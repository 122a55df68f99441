use std::sync::Arc;

use birthday_core::models::{CreatePersonRequest, UpdatePersonRequest};
use birthday_core::{LeapDayPolicy, NotifierError, OccurrenceCalculator};
use birthday_core::services::PersonService;
use birthday_testing_utils::{utc, MockPersonRepository, PersonBuilder};

fn service(repo: &MockPersonRepository) -> PersonService {
    PersonService::new(
        Arc::new(repo.clone()),
        OccurrenceCalculator::new(LeapDayPolicy::Feb28),
    )
}

fn create_request(birthday: &str, city: &str, region: Option<&str>, country: &str) -> CreatePersonRequest {
    CreatePersonRequest {
        first_name: "Jane".to_string(),
        last_name: "Smith".to_string(),
        birthday: birthday.to_string(),
        city: city.to_string(),
        region: region.map(str::to_string),
        country: country.to_string(),
    }
}

#[tokio::test]
async fn test_create_computes_first_occurrence() {
    let repo = MockPersonRepository::new();
    let service = service(&repo);

    let person = service
        .create(
            create_request("1990-12-25", "New York", Some("New York"), "USA"),
            utc("2024-06-15T12:00:00Z"),
        )
        .await
        .unwrap();

    assert!(!person.id.is_empty());
    assert_eq!(person.last_notified_year, 0);
    assert_eq!(person.next_occurrence_utc, utc("2024-12-25T14:00:00Z"));
    assert_eq!(repo.count(), 1);
}

#[tokio::test]
async fn test_create_rejects_invalid_input() {
    let repo = MockPersonRepository::new();
    let service = service(&repo);

    let result = service
        .create(
            create_request("1990-02-30", "Paris", None, "France"),
            utc("2024-06-15T12:00:00Z"),
        )
        .await;
    assert!(matches!(result, Err(NotifierError::Validation(_))));

    let result = service
        .create(create_request("1990-02-01", "", None, "France"), utc("2024-06-15T12:00:00Z"))
        .await;
    assert!(matches!(result, Err(NotifierError::Validation(_))));
    assert_eq!(repo.count(), 0);
}

#[tokio::test]
async fn test_update_location_recomputes_occurrence_keeps_notified_year() {
    let person = PersonBuilder::new()
        .with_id("p-1")
        .with_birthday("1990-12-25")
        .with_location("New York", Some("New York"), "USA")
        .with_next_occurrence(utc("2024-12-25T14:00:00Z"))
        .with_last_notified_year(2023)
        .build();
    let repo = MockPersonRepository::with_persons(vec![person]);
    let service = service(&repo);

    let updated = service
        .update(
            "p-1",
            UpdatePersonRequest {
                city: Some("Tokyo".to_string()),
                region: Some(String::new()),
                country: Some("Japan".to_string()),
                ..Default::default()
            },
            utc("2024-06-15T12:00:00Z"),
        )
        .await
        .unwrap();

    assert_eq!(updated.location.region, None);
    assert_eq!(updated.next_occurrence_utc, utc("2024-12-25T00:00:00Z"));
    assert_eq!(updated.last_notified_year, 2023);
    assert_eq!(repo.get("p-1").unwrap(), updated);
}

#[tokio::test]
async fn test_update_name_only_keeps_occurrence() {
    let next = utc("2024-12-25T14:00:00Z");
    let person = PersonBuilder::new().with_id("p-1").with_next_occurrence(next).build();
    let repo = MockPersonRepository::with_persons(vec![person]);
    let service = service(&repo);

    let updated = service
        .update(
            "p-1",
            UpdatePersonRequest {
                first_name: Some("Johnny".to_string()),
                ..Default::default()
            },
            utc("2024-06-15T12:00:00Z"),
        )
        .await
        .unwrap();

    assert_eq!(updated.first_name, "Johnny");
    assert_eq!(updated.next_occurrence_utc, next);
}

#[tokio::test]
async fn test_missing_person_is_not_found() {
    let repo = MockPersonRepository::new();
    let service = service(&repo);

    assert!(matches!(
        service.get("missing").await,
        Err(NotifierError::PersonNotFound { .. })
    ));
    assert!(matches!(
        service
            .update("missing", UpdatePersonRequest::default(), utc("2024-06-15T12:00:00Z"))
            .await,
        Err(NotifierError::PersonNotFound { .. })
    ));
    assert!(matches!(
        service.delete("missing").await,
        Err(NotifierError::PersonNotFound { .. })
    ));
}

#[tokio::test]
async fn test_delete_returns_removed_person() {
    let person = PersonBuilder::new().with_id("p-1").build();
    let repo = MockPersonRepository::with_persons(vec![person.clone()]);
    let service = service(&repo);

    let deleted = service.delete("p-1").await.unwrap();
    assert_eq!(deleted, person);
    assert_eq!(repo.count(), 0);
}
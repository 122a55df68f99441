//! # 数据模型
//!
//! 生日提醒系统的核心数据结构。
//!
//! - [`Person`] 存储中的用户记录，核心只读取并推进其中的 `next_occurrence_utc` 与
//!   `last_notified_year` 两个字段
//! - [`WorkItem`] 扫描时刻的用户快照，作为消息体经分发通道传递
//! - [`Message`] 分发通道上的消息信封
//!
//! 所有时间字段均为 `DateTime<Utc>`，本地时间只在计算下一次生日时出现。

pub mod message;
pub mod person;

pub use message::*;
pub use person::*;
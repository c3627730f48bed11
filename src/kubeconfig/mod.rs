//! Typed kubeconfig documents.
//!
//! Only the fields a stored document is expected to carry are modelled:
//! clusters, contexts, users and the current context. The user credential is
//! kept as an opaque value because its shape depends on the auth plugin.

pub mod merge;

pub use merge::{Section, merge};

use crate::error::ParseError;
use serde::de::{self, Deserializer};
use serde::{Deserialize, Serialize};
use serde_json::Value;
use std::path::Path;

/// `apiVersion` written on every merged document.
pub const API_VERSION: &str = "v1";

/// `kind` written on every merged document.
pub const KIND: &str = "Config";

/// Current context forced onto a merge once the accumulator already has one.
pub const MERGED_CURRENT_CONTEXT: &str = "pp-dev";

/// A kubeconfig document.
#[derive(Debug, Clone, Default, PartialEq, Serialize, Deserialize)]
pub struct KubeConfig {
    #[serde(rename = "apiVersion", default)]
    pub api_version: String,

    #[serde(default)]
    pub kind: String,

    #[serde(default)]
    pub clusters: Vec<NamedCluster>,

    #[serde(default)]
    pub contexts: Vec<NamedContext>,

    /// Empty means unset.
    #[serde(rename = "current-context", default)]
    pub current_context: String,

    #[serde(default)]
    pub users: Vec<NamedUser>,
}

#[derive(Debug, Clone, Default, PartialEq, Serialize, Deserialize)]
pub struct NamedCluster {
    #[serde(default)]
    pub cluster: Cluster,
    #[serde(default)]
    pub name: String,
}

#[derive(Debug, Clone, Default, PartialEq, Serialize, Deserialize)]
pub struct Cluster {
    /// Base64 encoded CA bundle, passed through untouched.
    #[serde(rename = "certificate-authority-data", default)]
    pub certificate_authority_data: String,
    #[serde(default)]
    pub server: String,
}

#[derive(Debug, Clone, Default, PartialEq, Serialize, Deserialize)]
pub struct NamedContext {
    #[serde(default)]
    pub context: Context,
    #[serde(default)]
    pub name: String,
}

#[derive(Debug, Clone, Default, PartialEq, Serialize, Deserialize)]
pub struct Context {
    #[serde(default)]
    pub cluster: String,
    #[serde(default)]
    pub user: String,
}

#[derive(Debug, Clone, Default, PartialEq, Serialize, Deserialize)]
pub struct NamedUser {
    /// Credential payload (token, client cert, exec plugin, ...). Never inspected.
    #[serde(default, deserialize_with = "credential_payload")]
    pub user: Value,
    #[serde(default)]
    pub name: String,
}

impl KubeConfig {
    /// Parse a document from raw bytes.
    ///
    /// Empty input, or input holding only whitespace and comments, yields the
    /// zero document. Only the first YAML document of a stream is read.
    pub fn parse(data: &[u8]) -> Result<Self, serde_yaml::Error> {
        if is_blank(data) {
            return Ok(Self::default());
        }
        let Some(document) = serde_yaml::Deserializer::from_slice(data).next() else {
            return Ok(Self::default());
        };
        let doc = Option::<Self>::deserialize(document)?;
        Ok(doc.unwrap_or_default())
    }

    /// Read and parse a document from disk.
    pub fn from_file(path: &Path) -> Result<Self, ParseError> {
        let data = std::fs::read(path).map_err(|source| ParseError::Read {
            path: path.to_path_buf(),
            source,
        })?;
        Self::parse(&data).map_err(|source| ParseError::Syntax {
            path: path.to_path_buf(),
            source,
        })
    }

    /// Number of entries in one section.
    pub fn section_len(&self, section: Section) -> usize {
        match section {
            Section::Cluster => self.clusters.len(),
            Section::Context => self.contexts.len(),
            Section::User => self.users.len(),
        }
    }

    /// Name of the first entry in a section, if any.
    pub fn first_name(&self, section: Section) -> Option<&str> {
        match section {
            Section::Cluster => self.clusters.first().map(|c| c.name.as_str()),
            Section::Context => self.contexts.first().map(|c| c.name.as_str()),
            Section::User => self.users.first().map(|u| u.name.as_str()),
        }
    }
}

/// Read a credential payload, resolving YAML merge keys (`<<`).
fn credential_payload<'de, D>(deserializer: D) -> Result<Value, D::Error>
where
    D: Deserializer<'de>,
{
    let mut raw = serde_yaml::Value::deserialize(deserializer)?;
    raw.apply_merge().map_err(<D::Error as de::Error>::custom)?;
    serde_json::to_value(raw).map_err(de::Error::custom)
}

/// Whitespace and `#` comment lines only.
fn is_blank(data: &[u8]) -> bool {
    data.split(|b| *b == b'\n').all(|line| {
        match line.iter().position(|b| !b.is_ascii_whitespace()) {
            None => true,
            Some(i) => line[i] == b'#',
        }
    })
}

========

— Exercise —
From the data above, show each line that contains "LeapDayPolicy".

— Task answer —
use birthday_core::{LeapDayPolicy, NotifierError, OccurrenceCalculator};
        OccurrenceCalculator::new(LeapDayPolicy::Feb28),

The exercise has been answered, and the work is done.